_WORK REQUIRED_. Your reply should be one number: how many lines of the records below contain the string "PermissionsExt".

_SOURCE MATERIAL_.
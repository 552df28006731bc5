//! Request handlers.

pub mod assets;
pub mod download;
pub mod frame;
pub mod health;
pub mod params;
pub mod transform;
pub mod upload;

pub use assets::*;
pub use download::*;
pub use frame::*;
pub use health::*;
pub use transform::*;
pub use upload::*;
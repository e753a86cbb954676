//! Wire a `DailyRotator` in as the sink of a `tracing` subscriber.
//!
//! ```sh
//! RUST_LOG=debug cargo run -p cortex-log-rotator --example daily_log -- /tmp/cortex-demo/app.log
//! ```

use std::path::PathBuf;
use std::sync::Arc;

use cortex_log_rotator::{DailyRotator, RotatorConfig};
use tracing::{debug, info, warn};
use tracing_subscriber::EnvFilter;

fn main() -> Result<(), Box<dyn std::error::Error>> {
    let filename = std::env::args_os().nth(1).map(PathBuf::from);
    let config = RotatorConfig {
        filename,
        max_age_days: 7,
        local_time: true,
        compress: true,
    };
    let rotator = Arc::new(DailyRotator::new(config)?);

    tracing_subscriber::fmt()
        .with_env_filter(EnvFilter::try_from_default_env().unwrap_or_else(|_| EnvFilter::new("info")))
        .with_writer(Arc::clone(&rotator))
        .with_ansi(false)
        .init();

    debug!("debug log");
    info!(path = %rotator.path().display(), "logging to daily rotated file");
    warn!(component = "example", "clone error log");

    rotator.close()?;
    eprintln!("wrote {}", rotator.path().display());
    Ok(())
}
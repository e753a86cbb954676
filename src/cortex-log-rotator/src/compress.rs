//! Gzip compression of retired backups.

use std::fs::{self, File};
use std::io::{self, BufReader};
use std::path::Path;

use flate2::write::GzEncoder;
use flate2::Compression;
use tracing::debug;

use crate::config::DEFAULT_FILE_MODE;
use crate::error::{Result, RotatorError};
use crate::permissions::{copy_ownership, create_with_mode, mode_of};

/// Compress `src` into `dst`, then remove `src`.
///
/// `dst` gets the mode (and, best effort, the ownership) of `src`. If
/// writing fails the partial `dst` is deleted and `src` is left untouched.
/// If only the final removal of `src` fails, the finished `dst` is kept.
pub fn compress_file(src: &Path, dst: &Path) -> Result<()> {
    let err = |source: io::Error| RotatorError::Compress {
        path: src.to_path_buf(),
        source,
    };

    let file = File::open(src).map_err(err)?;
    let metadata = file.metadata().map_err(err)?;

    let out = create_with_mode(dst, mode_of(&metadata, DEFAULT_FILE_MODE)).map_err(err)?;

    if let Err(e) = write_compressed(file, out, &metadata, dst) {
        if let Err(cleanup) = fs::remove_file(dst) {
            debug!(
                path = %dst.display(),
                error = %cleanup,
                "Failed to remove partial compressed file"
            );
        }
        return Err(err(e));
    }

    remove_source(src, dst)?;

    debug!(src = %src.display(), dst = %dst.display(), "Compressed log file");
    Ok(())
}

/// Remove `src` once `dst` holds its complete compressed copy.
///
/// On failure `dst` stays; the next sweep finds `src` again and rewrites it.
fn remove_source(src: &Path, dst: &Path) -> Result<()> {
    fs::remove_file(src).map_err(|source| {
        debug!(
            src = %src.display(),
            dst = %dst.display(),
            error = %source,
            "Kept compressed copy, source removal failed"
        );
        RotatorError::Compress {
            path: src.to_path_buf(),
            source,
        }
    })
}

fn write_compressed(src: File, out: File, metadata: &fs::Metadata, dst: &Path) -> io::Result<()> {
    copy_ownership(&out, metadata, dst);

    let mut reader = BufReader::new(src);
    let mut encoder = GzEncoder::new(out, Compression::default());
    io::copy(&mut reader, &mut encoder)?;

    let out = encoder.finish()?;
    out.sync_all()
}
impl DailyRotator {
    /// Create a rotator using the system clock.
    ///
    /// The file is opened lazily by the first write. The retention worker
    /// thread starts immediately.
    pub fn new(config: RotatorConfig) -> Result<Self> {
        Self::with_clock(config, Arc::new(SystemClock))
    }

    /// Create a rotator driven by `clock`.
    pub fn with_clock(config: RotatorConfig, clock: Arc<dyn Clock>) -> Result<Self> {
        let naming = NamingPolicy::from_config(&config, clock.now());
        let sweeper = RetentionSweeper::new(naming.clone(), &config, Arc::clone(&clock));
        let worker = SweepWorker::spawn(WORKER_THREAD_NAME, move || run_sweep(&sweeper))?;

        Ok(Self {
            naming,
            clock,
            state: Mutex::new(ActiveFile::default()),
            worker,
        })
    }

    /// Canonical file path.
    pub fn path(&self) -> &Path {
        self.naming.canonical_path()
    }

    /// Write one record, rotating first if the day has changed.
    ///
    /// The whole buffer is written or an error is returned; on success the
    /// return value is `buf.len()`.
    pub fn write(&self, buf: &[u8]) -> Result<usize> {
        let (written, transition) = {
            let mut active = self.state.lock();
            // Read under the lock so a day key is never compared against an
            // instant taken before another writer rotated.
            let now = self.clock.now();
            let (mut file, transition) = self.acquire(&mut active, now)?;
            let written = file.write_all(buf).map_err(|source| RotatorError::Write {
                path: self.path().to_path_buf(),
                source,
            });
            active.file = Some(file);
            (written, transition)
        };

        if let Some(transition) = transition {
            self.after(transition);
        }

        written.map(|()| buf.len())
    }

    /// Flush and close the active file.
    ///
    /// Closing an already closed rotator succeeds. A later write reopens the
    /// file.
    pub fn close(&self) -> Result<()> {
        let mut active = self.state.lock();
        match active.file.take() {
            Some(file) => self.sync_and_close(file),
            None => Ok(()),
        }
    }

    /// Take the file to write to out of `active`, opening or rotating as
    /// needed. Must not log: the caller holds the state lock.
    fn acquire(
        &self,
        active: &mut ActiveFile,
        now: DateTime<Utc>,
    ) -> Result<(File, Option<Transition>)> {
        let today = day_key(now, self.naming.local_time());
        let current = active.file.take();

        match active.day.as_deref() {
            // Keys are `YYYYMMDD`, so string order is date order. A clock
            // stepping backwards keeps the current file.
            Some(day) if today.as_str() > day => {
                let (file, backup, replaced_backup) = self.rotate(current, now)?;
                active.day = Some(today);
                self.worker.trigger();
                Ok((
                    file,
                    Some(Transition::Rotated {
                        backup,
                        replaced_backup,
                    }),
                ))
            }
            _ => match current {
                Some(file) => Ok((file, None)),
                None => {
                    let (file, appended) = self.open_existing_or_new()?;
                    if active.day.is_none() {
                        active.day = Some(today);
                        self.worker.trigger();
                    }
                    Ok((file, Some(Transition::Opened { appended })))
                }
            },
        }
    }

    /// Close `current`, move the canonical file to its backup name and open
    /// a fresh canonical file with the same mode.
    ///
    /// Returns the new file, the backup path (if there was a file to move)
    /// and whether an existing backup was replaced.
    fn rotate(
        &self,
        current: Option<File>,
        now: DateTime<Utc>,
    ) -> Result<(File, Option<PathBuf>, bool)> {
        if let Some(file) = current {
            self.sync_and_close(file)?;
        }
        self.ensure_dir()?;

        let path = self.path();
        let mut mode = DEFAULT_FILE_MODE;
        let mut backup = None;
        let mut replaced_backup = false;

        if let Ok(metadata) = fs::metadata(path) {
            mode = mode_of(&metadata, DEFAULT_FILE_MODE);
            let backup_path = self.naming.backup_path(now);
            replaced_backup = backup_path.exists();
            fs::rename(path, &backup_path).map_err(|source| RotatorError::Rename {
                from: path.to_path_buf(),
                to: backup_path.clone(),
                source,
            })?;
            backup = Some(backup_path);
        }

        let file = create_with_mode(path, mode).map_err(|source| RotatorError::Open {
            path: path.to_path_buf(),
            source,
        })?;

        Ok((file, backup, replaced_backup))
    }

    /// Open the canonical file for appending, creating it if missing.
    fn open_existing_or_new(&self) -> Result<(File, bool)> {
        self.ensure_dir()?;

        let path = self.path();
        let open_err = |source| RotatorError::Open {
            path: path.to_path_buf(),
            source,
        };
        let file = open_append(path, DEFAULT_FILE_MODE).map_err(open_err)?;
        let appended = file.metadata().map_err(open_err)?.len() > 0;

        Ok((file, appended))
    }

    fn ensure_dir(&self) -> Result<()> {
        let dir = self.naming.dir();
        create_dir_all_with_mode(dir, DEFAULT_DIR_MODE).map_err(|source| {
            RotatorError::CreateDirectory {
                path: dir.to_path_buf(),
                source,
            }
        })
    }

    fn sync_and_close(&self, mut file: File) -> Result<()> {
        file.flush()
            .and_then(|()| file.sync_all())
            .map_err(|source| RotatorError::Close {
                path: self.path().to_path_buf(),
                source,
            })
    }

    fn after(&self, transition: Transition) {
        let path = self.path();
        match transition {
            Transition::Opened { appended } => {
                debug!(path = %path.display(), appended, "Opened log file");
            }
            Transition::Rotated {
                backup,
                replaced_backup,
            } => {
                if replaced_backup {
                    warn!(
                        path = %path.display(),
                        backup = ?backup,
                        "Rotation replaced an existing backup"
                    );
                }
                debug!(path = %path.display(), backup = ?backup, "Rotated log file");
            }
        }
    }
}

impl Drop for DailyRotator {
    fn drop(&mut self) {
        if let Err(e) = self.close() {
            warn!(error = %e, "Failed to close log file");
        }
    }
}

impl std::fmt::Debug for DailyRotator {
    fn fmt(&self, f: &mut std::fmt::Formatter<'_>) -> std::fmt::Result {
        f.debug_struct("DailyRotator")
            .field("path", &self.path())
            .field("local_time", &self.naming.local_time())
            .finish_non_exhaustive()
    }
}

impl Write for &DailyRotator {
    fn write(&mut self, buf: &[u8]) -> io::Result<usize> {
        DailyRotator::write(self, buf).map_err(io::Error::from)
    }

    fn flush(&mut self) -> io::Result<()> {
        // Records go straight to the file; there is no user-space buffer.
        Ok(())
    }
}

impl Write for DailyRotator {
    fn write(&mut self, buf: &[u8]) -> io::Result<usize> {
        DailyRotator::write(self, buf).map_err(io::Error::from)
    }

    fn flush(&mut self) -> io::Result<()> {
        Ok(())
    }
}

impl<'a> MakeWriter<'a> for DailyRotator {
    type Writer = &'a DailyRotator;

    fn make_writer(&'a self) -> Self::Writer {
        self
    }
}

fn run_sweep(sweeper: &RetentionSweeper) {
    match sweeper.run_once() {
        Ok(report) => match &report.first_error {
            Some(e) => warn!(
                failures = report.failures,
                error = %e,
                "Log retention sweep finished with errors"
            ),
            None => debug!(
                removed = report.removed,
                compressed = report.compressed,
                "Log retention sweep finished"
            ),
        },
        Err(e) => {
            error!(error = %e, "Log retention sweep failed");
        }
    }
}
//! Background worker driven by a coalescing trigger.
//!
//! The trigger is a channel with capacity one. While a run is in progress at
//! most one more run can be pending; further triggers are dropped.

use std::panic::{self, AssertUnwindSafe};
use std::sync::mpsc::{self, SyncSender, TrySendError};
use std::thread::{self, JoinHandle};

use tracing::{debug, error};

use crate::error::{Result, RotatorError};

/// Handle to a worker thread that runs a job once per (coalesced) trigger.
pub struct SweepWorker {
    trigger: Option<SyncSender<()>>,
    thread: Option<JoinHandle<()>>,
}

impl SweepWorker {
    /// Spawn a named worker thread running `job` for every trigger.
    ///
    /// A panicking job is logged and the worker keeps waiting for triggers.
    pub fn spawn<F>(name: &str, mut job: F) -> Result<Self>
    where
        F: FnMut() + Send + 'static,
    {
        let (tx, rx) = mpsc::sync_channel::<()>(1);

        let thread = thread::Builder::new()
            .name(name.to_string())
            .spawn(move || {
                debug!("Log retention worker started");
                for () in rx.iter() {
                    if panic::catch_unwind(AssertUnwindSafe(&mut job)).is_err() {
                        error!("Log retention run panicked");
                    }
                }
                debug!("Log retention worker stopping");
            })
            .map_err(RotatorError::Worker)?;

        Ok(Self {
            trigger: Some(tx),
            thread: Some(thread),
        })
    }

    /// Request a run without blocking. Never logs, so it is safe to call
    /// while holding the writer lock.
    ///
    /// Returns `false` when a run is already pending (the trigger coalesces)
    /// or the worker has shut down.
    pub fn trigger(&self) -> bool {
        let Some(tx) = &self.trigger else {
            return false;
        };
        match tx.try_send(()) {
            Ok(()) => true,
            Err(TrySendError::Full(()) | TrySendError::Disconnected(())) => false,
        }
    }

    /// Stop accepting triggers and wait for the thread to exit.
    ///
    /// A pending run is still executed before the thread exits.
    pub fn shutdown(&mut self) {
        self.trigger.take();
        if let Some(handle) = self.thread.take() {
            if handle.join().is_err() {
                error!("Log retention worker panicked");
            }
        }
    }

    /// Check if the worker thread is still alive.
    pub fn is_running(&self) -> bool {
        self.thread.as_ref().is_some_and(|h| !h.is_finished())
    }
}

impl Drop for SweepWorker {
    fn drop(&mut self) {
        self.shutdown();
    }
}
//! File mode and ownership helpers.
//!
//! New canonical files inherit the mode of the file they replace, and
//! compressed backups inherit the mode of their source. Ownership is copied
//! best effort: unprivileged processes usually can't chown, and that is not
//! an error.

use std::fs::{self, File, Metadata, OpenOptions};
use std::io;
use std::path::Path;

use tracing::debug;

#[cfg(unix)]
use std::os::unix::fs::OpenOptionsExt;

/// Unix mode bits of `metadata`, or `default` where modes don't exist.
#[cfg(unix)]
pub(crate) fn mode_of(metadata: &Metadata, _default: u32) -> u32 {
    use std::os::unix::fs::PermissionsExt;

    metadata.permissions().mode() & 0o7777
}

#[cfg(not(unix))]
pub(crate) fn mode_of(_metadata: &Metadata, default: u32) -> u32 {
    default
}

/// Create (truncating) a write-only file with exactly `mode`.
///
/// The mode is applied again after creation because `OpenOptions::mode`
/// is filtered by the process umask.
pub(crate) fn create_with_mode(path: &Path, mode: u32) -> io::Result<File> {
    let mut options = OpenOptions::new();
    options.write(true).create(true).truncate(true);

    #[cfg(unix)]
    options.mode(mode);

    let file = options.open(path)?;

    #[cfg(unix)]
    {
        use std::os::unix::fs::PermissionsExt;
        file.set_permissions(fs::Permissions::from_mode(mode))?;
    }
    #[cfg(not(unix))]
    let _ = mode;

    Ok(file)
}

/// Open `path` for appending, creating it with `mode` (umask applies) if
/// it doesn't exist.
pub(crate) fn open_append(path: &Path, mode: u32) -> io::Result<File> {
    let mut options = OpenOptions::new();
    options.append(true).create(true);

    #[cfg(unix)]
    options.mode(mode);
    #[cfg(not(unix))]
    let _ = mode;

    options.open(path)
}

/// Create directories recursively with `mode` (umask applies).
pub(crate) fn create_dir_all_with_mode(path: &Path, mode: u32) -> io::Result<()> {
    #[cfg(unix)]
    {
        use std::os::unix::fs::DirBuilderExt;

        fs::DirBuilder::new().recursive(true).mode(mode).create(path)
    }

    #[cfg(not(unix))]
    {
        let _ = mode;
        fs::create_dir_all(path)
    }
}

/// Give `file` the owner and group recorded in `source`. Best effort.
#[cfg(unix)]
pub(crate) fn copy_ownership(file: &File, source: &Metadata, path: &Path) {
    use std::os::unix::fs::MetadataExt;

    if let Err(e) = std::os::unix::fs::fchown(file, Some(source.uid()), Some(source.gid())) {
        debug!(path = %path.display(), error = %e, "Could not copy file ownership");
    }
}

#[cfg(not(unix))]
pub(crate) fn copy_ownership(_file: &File, _source: &Metadata, _path: &Path) {}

_SOLUTION TO THE EXERCISE_. 2